Mom had been sitting on the sofa, not even changed out of her work clothes yet, her dark hair tucked back in a ponytail. She was pretty, I thought, and all I had to compare her to were the actresses on TV. I got my dark hair from her, but her features had always seemed more chiseled than mine, making her look statuesque. Her complexion was darker than mine; not surprising since she did go outside more than I did. Her eyes were green rather than the cool blue of mine.
Her head was resting on the back of the sofa, her eyes lolling a bit, but she focused on me when I approached her. I had in my hand the calculus book that I had been studying from on the kitchen table, my assigned space for working. If I didn’t work there, I got in trouble. Needless to say, I only worked in my room when Mom wasn’t home.
“Finished your test?” Mom said, looking up at me with indifference. She reached out and took the paper I handed her. She leaned over the end of the couch and pulled the teacher’s edition of the book from her bag. She always took them with her so I couldn’t cheat by looking up the answers. Nor did we have an internet connection for me to cheat with.
She browsed through it. Her dark eyebrow rose at one point as she chewed on the end of her pen. I stood back, in my sweatpants and t-shirt, the heat of nervous anticipation on my cheeks as I waited to hear the result. She reached the bottom of the paper and looked up at me, still impassive.
“Flawless,” she pronounced with a curt nod. “I think you could do a better job of showing your work, however, so keep that in mind next time.” She gave me a half smile, the highest mark of affection offered in our house. “You can watch one hour of television, then we do our evening training session.”
I let out a squeak of happiness at her pronouncement of TV privileges (I was fourteen, what do you want from me?) followed by the slightest sigh of disappointment at the news of an impending workout. That was the end of her half-smile.

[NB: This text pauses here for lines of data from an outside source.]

//! Post-run hook.
//!
//! Runs a user command through `sh -c` once the stream finishes, with the
//! run summary exported as environment variables:
//!
//! | Variable | Value |
//! |----------|-------|
//! | `BOLT_SUMMARY` | the summary line |
//! | `BOLT_TITLE` | `✅ Tests passed`, `❌ Tests failed` or `⚠️ Tests passed with skips` |
//! | `BOLT_TEST_COUNT` | number of tests |
//! | `BOLT_PASS_COUNT` / `BOLT_FAIL_COUNT` / `BOLT_SKIP_COUNT` | per status |
//! | `BOLT_BENCHMARK_COUNT` | number of benchmarks |
//! | `BOLT_ELAPSED` | formatted elapsed time |
//! | `BOLT_ELAPSED_NANOSECONDS` | elapsed time in nanoseconds |

use std::process::Stdio;

use async_trait::async_trait;
use tracing::{debug, warn};

use super::format::format_duration;
use super::{Reporter, StreamReport};
use crate::aggregation::Aggregation;
use crate::model::{TestRecord, TestStatus};

pub struct PostRunReporter {
    command: String,
}

impl PostRunReporter {
    pub fn new(command: impl Into<String>) -> Self {
        Self {
            command: command.into(),
        }
    }
}

/// Environment exported to the post-run command.
pub fn summary_env(aggregation: &Aggregation) -> Vec<(&'static str, String)> {
    let elapsed = aggregation.elapsed();
    let tests = aggregation.tests_count();
    let failed = aggregation.count_by(TestStatus::Fail);
    let skipped = aggregation.count_by(TestStatus::Skip);

    let summary = format!(
        "{} tests, {} failures, {} skips, {} benchmarks in {}",
        tests,
        failed,
        skipped,
        aggregation.benchmarks_count(),
        format_duration(elapsed, 2),
    );
    let title = match aggregation.overall_status() {
        TestStatus::Fail => "❌ Tests failed",
        TestStatus::Skip => "⚠️ Tests passed with skips",
        _ => "✅ Tests passed",
    };

    vec![
        ("BOLT_SUMMARY", summary),
        ("BOLT_TITLE", title.to_string()),
        ("BOLT_TEST_COUNT", tests.to_string()),
        (
            "BOLT_PASS_COUNT",
            aggregation.count_by(TestStatus::Pass).to_string(),
        ),
        ("BOLT_FAIL_COUNT", failed.to_string()),
        ("BOLT_SKIP_COUNT", skipped.to_string()),
        (
            "BOLT_BENCHMARK_COUNT",
            aggregation.benchmarks_count().to_string(),
        ),
        ("BOLT_ELAPSED", format_duration(elapsed, 2)),
        ("BOLT_ELAPSED_NANOSECONDS", elapsed.as_nanos().to_string()),
    ]
}

#[async_trait]
impl Reporter for PostRunReporter {
    async fn on_test_finished(&self, _test: &TestRecord) {}

    async fn on_stream_finished(&self, report: &StreamReport<'_>) {
        if self.command.trim().is_empty() {
            return;
        }

        debug!("Running post-run command: {}", self.command);

        let output = tokio::process::Command::new("sh")
            .arg("-c")
            .arg(&self.command)
            .envs(summary_env(report.aggregation))
            .stdin(Stdio::null())
            .output()
            .await;

        match output {
            Ok(output) if output.status.success() => {
                debug!("Post-run command finished");
            }
            Ok(output) => {
                warn!(
                    "Post-run command exited with {}: {}",
                    output.status,
                    String::from_utf8_lossy(&output.stderr).trim()
                );
            }
            Err(e) => {
                warn!("Failed to run post-run command: {}", e);
            }
        }
    }
}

“You think I’m too harsh, but you don’t know.” Her eyes narrowed and her lips were a thin line. All traces of prettiness vanished in a hard look that drove terror straight through me. “You don’t know what’s out there.”
Her hand pointed toward the front door and I stifled any word of argument I might have given – something along the lines of, “You’re right, but only because you won’t let me outside…”
She went on. “You can’t ever get soft. You can’t ever get weak. It’s a dangerous world out there, filled with people who want to give nothing but harm to a little girl like you.” She stood up and tossed the TV remote on the couch, never looking away as she brushed past me, taking particular care not to touch, and went into her bedroom.